L'Esorcista di W.Friedkin, 52 anni dopo

Il 26 dicembre del 1973 usciva nelle sale "L'esorcista" di William Friedkin, parliamo di ben 52 anni fa.

Da allora sono stati girati tantissimi film sull'argomento, con mezzi tecnologici più moderni che han superato di mille volte quelli utilizzati dal film di Friedkin. Quel che rende questo film insuperabile non è infatti legato agli effetti, è qualcos'altro, qualcosa di più insidioso che si annida nella struttura stessa del film.

Friedkin capì che il vero orrore non abita nello spettacolo del male, ma nel suo ingresso silenzioso nella normalità. 

La casa dei MacNeil è luminosa, borghese, razionale, ordinaria.

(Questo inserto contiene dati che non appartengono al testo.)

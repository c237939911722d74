use serde::{Deserialize, Serialize};
use serde_json::Value;
use sha2::{Digest, Sha256};

use crate::platform::environment;
use crate::worker::error::{invalid_argument, WorkerResult};

/// One build artifact to precache.
#[derive(Clone, Debug, PartialEq, Eq, Serialize, Deserialize)]
pub struct PrecacheEntry {
    pub url: String,
    /// Content revision. `None` when the URL itself is versioned (hashed file names).
    #[serde(default, skip_serializing_if = "Option::is_none")]
    pub revision: Option<String>,
}

impl PrecacheEntry {
    pub fn new(url: impl Into<String>, revision: Option<String>) -> Self {
        Self {
            url: url.into(),
            revision,
        }
    }
}

#[derive(Deserialize)]
#[serde(untagged)]
enum RawEntry {
    Url(String),
    Entry(PrecacheEntry),
}

impl From<RawEntry> for PrecacheEntry {
    fn from(raw: RawEntry) -> Self {
        match raw {
            RawEntry::Url(url) => PrecacheEntry::new(url, None),
            RawEntry::Entry(entry) => entry,
        }
    }
}

/// The build-time list of assets served from the precache.
#[derive(Clone, Debug, Default, PartialEq, Eq)]
pub struct PrecacheManifest {
    entries: Vec<PrecacheEntry>,
}

impl PrecacheManifest {
    pub fn new(entries: Vec<PrecacheEntry>) -> Self {
        Self { entries }
    }

    /// Parses a JSON array whose items are URL strings or `{url, revision}` objects.
    /// Blank input is an empty manifest.
    pub fn from_json_str(raw: &str) -> WorkerResult<Self> {
        if raw.trim().is_empty() {
            return Ok(Self::default());
        }
        let value: Value = serde_json::from_str(raw)
            .map_err(|err| invalid_argument(format!("Invalid precache manifest: {err}")))?;
        Self::from_value(value)
    }

    pub fn from_value(value: Value) -> WorkerResult<Self> {
        if value.is_null() {
            return Ok(Self::default());
        }
        let raw: Vec<RawEntry> = serde_json::from_value(value)
            .map_err(|err| invalid_argument(format!("Invalid precache manifest: {err}")))?;
        Ok(Self::new(raw.into_iter().map(PrecacheEntry::from).collect()))
    }

    /// The manifest injected by the build, or an empty one.
    pub fn from_environment() -> WorkerResult<Self> {
        match environment::injected_manifest() {
            Some(value) => Self::from_value(value),
            None => Ok(Self::default()),
        }
    }

    /// Builds an entry whose revision is the SHA-256 of the asset contents.
    pub fn entry_for_asset(url: impl Into<String>, contents: &[u8]) -> PrecacheEntry {
        let digest = Sha256::digest(contents);
        let revision = digest.iter().map(|byte| format!("{byte:02x}")).collect();
        PrecacheEntry::new(url, Some(revision))
    }

    pub fn push(&mut self, entry: PrecacheEntry) {
        self.entries.push(entry);
    }

    pub fn entries(&self) -> &[PrecacheEntry] {
        &self.entries
    }

    pub fn len(&self) -> usize {
        self.entries.len()
    }

    pub fn is_empty(&self) -> bool {
        self.entries.is_empty()
    }

    pub fn to_json_string(&self) -> WorkerResult<String> {
        serde_json::to_string(&self.entries)
            .map_err(|err| invalid_argument(format!("Failed to serialise manifest: {err}")))
    }
}

#[cfg(test)]
mod tests {
    use super::*;

    #[test]
    fn accepts_strings_and_objects() {
        let manifest = PrecacheManifest::from_json_str(
            r#"["/assets/app.3f9a.js", {"url": "/index.html", "revision": "abc"}, {"url": "/offline.html", "revision": null}]"#,
        )
        .unwrap();
        assert_eq!(
            manifest.entries(),
            &[
                PrecacheEntry::new("/assets/app.3f9a.js", None),
                PrecacheEntry::new("/index.html", Some("abc".into())),
                PrecacheEntry::new("/offline.html", None),
            ]
        );
    }

    #[test]
    fn blank_and_null_are_empty() {
        assert!(PrecacheManifest::from_json_str("  ").unwrap().is_empty());
        assert!(PrecacheManifest::from_json_str("null").unwrap().is_empty());
        assert!(PrecacheManifest::from_json_str("[]").unwrap().is_empty());
    }

    #[test]
    fn rejects_non_array() {
        let err = PrecacheManifest::from_json_str(r#"{"url": "/"}"#).unwrap_err();
        assert_eq!(err.code_str(), "sw/invalid-argument");
    }

    #[test]
    fn asset_revision_is_sha256_hex() {
        let entry = PrecacheManifest::entry_for_asset("/index.html", b"abc");
        assert_eq!(
            entry.revision.as_deref(),
            Some("ba7816bf8f01cfea414140de5dae2223b00361a396177a9cb410ff61f20015ad")
        );
    }

    #[test]
    fn serialises_back_to_manifest_json() {
        let mut manifest = PrecacheManifest::default();
        manifest.push(PrecacheEntry::new("/a.js", None));
        manifest.push(PrecacheEntry::new("/b.html", Some("1".into())));
        assert_eq!(
            manifest.to_json_string().unwrap(),
            r#"[{"url":"/a.js"},{"url":"/b.html","revision":"1"}]"#
        );
    }
}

Il demone non irrompe, si infiltra, gradualmente, attraverso rumori nel solaio, piccole stranezze, crepe impercettibili nella quotidianità. Quando finalmente si manifesta, è già troppo tardi.

È anche una metafora del male, inteso in senso ampio, di come si infiltra nella vita reale. Non con esplosioni o segni evidenti, ma attraverso piccole compromissioni, silenzi, crepe. Potrebbe essere una dipendenza che inizia con un bicchiere in più, una piccola bugia che corrode l'animo, dei dettagli trascurati. Quando poi il male si manifesta in modo incontrovertibile, le radici sono già profonde.

I film successivi hanno quasi sempre invertito la formula mostrando il male, spiegandolo, rendendolo spettacolare. Uno spettacolo che poi in fin dei conti è quasi rassicurante perché lo si può guardare da lontano. L'Esorcista invece toglie ogni distanza di sicurezza. Il suo ritmo lento, la sua apparente tranquillità iniziale, quella Georgetown autunnale così familiare...

52 anni dopo, nessun budget può comprare quelle atmosfere, quel disagio di confine tra scienza e fede.

Nessuna tecnologia può replicare il vuoto di quelle zone d'ombra dove le certezze crollano.